*Exercise prompt*
Determine how many lines below contain the word "MetricsSnapshot", then write that number by itself.

[Stored items]
//! Tracing setup and in-process job counters

use serde::Serialize;
use std::sync::atomic::{AtomicU64, Ordering};
use tracing_subscriber::EnvFilter;

/// Install the global tracing subscriber.
///
/// `RUST_LOG` wins over the configured filter when it is set.
pub fn init_tracing(default_filter: &str) {
    let filter = EnvFilter::try_from_default_env()
        .or_else(|_| EnvFilter::try_new(default_filter))
        .unwrap_or_else(|_| EnvFilter::new("info"));

    // A subscriber may already be installed (tests, embedding); that is fine.
    let _ = tracing_subscriber::fmt().with_env_filter(filter).try_init();
}

/// Counters for the job lifecycle
#[derive(Debug, Default)]
pub struct Metrics {
    jobs_accepted: AtomicU64,
    jobs_rejected: AtomicU64,
    jobs_completed: AtomicU64,
    jobs_failed: AtomicU64,
    jobs_pruned: AtomicU64,
}

impl Metrics {
    pub fn new() -> Self {
        Self::default()
    }

    pub fn job_accepted(&self) {
        self.jobs_accepted.fetch_add(1, Ordering::Relaxed);
        tracing::debug!(counter = "jobs_accepted", "Metric incremented");
    }

    pub fn job_rejected(&self) {
        self.jobs_rejected.fetch_add(1, Ordering::Relaxed);
        tracing::debug!(counter = "jobs_rejected", "Metric incremented");
    }

    pub fn job_completed(&self) {
        self.jobs_completed.fetch_add(1, Ordering::Relaxed);
        tracing::debug!(counter = "jobs_completed", "Metric incremented");
    }

    pub fn job_failed(&self) {
        self.jobs_failed.fetch_add(1, Ordering::Relaxed);
        tracing::debug!(counter = "jobs_failed", "Metric incremented");
    }

    pub fn jobs_pruned(&self, count: u64) {
        self.jobs_pruned.fetch_add(count, Ordering::Relaxed);
    }

    pub fn snapshot(&self) -> MetricsSnapshot {
        MetricsSnapshot {
            jobs_accepted: self.jobs_accepted.load(Ordering::Relaxed),
            jobs_rejected: self.jobs_rejected.load(Ordering::Relaxed),
            jobs_completed: self.jobs_completed.load(Ordering::Relaxed),
            jobs_failed: self.jobs_failed.load(Ordering::Relaxed),
            jobs_pruned: self.jobs_pruned.load(Ordering::Relaxed),
        }
    }
}

#[derive(Debug, Clone, Serialize, serde::Deserialize, PartialEq, Eq)]
#[serde(rename_all = "camelCase")]
pub struct MetricsSnapshot {
    pub jobs_accepted: u64,
    pub jobs_rejected: u64,
    pub jobs_completed: u64,
    pub jobs_failed: u64,
    pub jobs_pruned: u64,
}
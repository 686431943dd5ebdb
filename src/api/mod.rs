//! HTTP surface: request models, handlers and the router

mod error;
pub mod models;
mod server;
pub mod services;
pub mod state;
pub(crate) mod utils;
mod validation;

pub use error::ApiError;
pub use server::{router, run};
pub use state::AppState;
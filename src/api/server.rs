use std::net::SocketAddr;
use std::sync::Arc;

use axum::{Router, routing::get, routing::post};
use tokio::net::TcpListener;
use tower_http::{decompression::RequestDecompressionLayer, services::ServeDir};
use tracing::{error, info};

use super::{
    services::{
        download_file, download_start, download_status, download_sync, formats, health,
        impersonation_status,
    },
    state::AppState,
};
use crate::backend::{SpotdlService, YtDlpBackend};
use crate::capabilities::CapabilitySnapshot;
use crate::config::Config;
use crate::jobs::spawn_sweeper;

type AnyError = Box<dyn std::error::Error + Send + Sync + 'static>;

/// Build the HTTP router for `state`.
pub fn router(state: AppState) -> Router {
    let api = Router::new()
        .route("/formats", post(formats))
        .route("/download", post(download_sync))
        .route("/download/start", post(download_start))
        .route("/download/status/{job_id}", get(download_status))
        .route("/download/file/{job_id}", get(download_file))
        .route("/impersonation-status", get(impersonation_status));

    let mut app = Router::new()
        .nest("/api", api)
        .route("/health", get(health));

    if let Some(dir) = &state.config.server.static_dir {
        info!(path = %dir.display(), "Serving static files");
        app = app.fallback_service(ServeDir::new(dir));
    }

    app.with_state(state)
        // Automatically decompress gzip request bodies
        .layer(RequestDecompressionLayer::new())
}

/// Run the server until ctrl-c or SIGTERM.
///
/// `address` overrides `server.bind_addr` when given.
pub async fn run(config: Config, address: Option<SocketAddr>) -> Result<(), AnyError> {
    let downloads_dir = config.storage.downloads_dir.clone();
    tokio::fs::create_dir_all(&downloads_dir)
        .await
        .map_err(|e| format!("Failed to create {}: {e}", downloads_dir.display()))?;
    info!(path = %downloads_dir.display(), "Downloads directory ready");

    let tools = config.tools.clone();
    let capabilities = tokio::task::spawn_blocking(move || CapabilitySnapshot::detect(&tools))
        .await
        .map_err(|e| format!("Capability detection failed: {e}"))?;

    let backend = Arc::new(YtDlpBackend::new(config.tools.ytdlp.clone()));
    let streaming = Arc::new(SpotdlService::new(
        config.tools.spotdl.clone(),
        downloads_dir.clone(),
    ));

    let address = address.unwrap_or(config.server.bind_addr);
    let retention = config.retention.clone();
    let state = AppState::new(config, capabilities, backend, streaming);

    let sweeper = spawn_sweeper(
        Arc::clone(&state.registry),
        &retention,
        downloads_dir,
        Arc::clone(&state.metrics),
    );

    let app = router(state);
    let listener = TcpListener::bind(address).await?;
    info!(%address, "mediabox API listening");

    let served = axum::serve(listener, app.into_make_service())
        .with_graceful_shutdown(shutdown_signal())
        .await;

    sweeper.abort();
    served?;
    Ok(())
}

async fn shutdown_signal() {
    let ctrl_c = async {
        if let Err(e) = tokio::signal::ctrl_c().await {
            error!(error = %e, "Failed to install Ctrl+C handler");
            std::future::pending::<()>().await;
        }
    };

    #[cfg(unix)]
    let terminate = async {
        use tokio::signal::unix::{SignalKind, signal};
        match signal(SignalKind::terminate()) {
            Ok(mut sigterm) => {
                sigterm.recv().await;
            }
            Err(e) => {
                error!(error = %e, "Failed to install SIGTERM handler");
                std::future::pending::<()>().await;
            }
        }
    };

    #[cfg(not(unix))]
    let terminate = std::future::pending::<()>();

    tokio::select! {
        _ = ctrl_c => {},
        _ = terminate => {},
    }

    info!("Shutdown signal received");
}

*Answer below*
3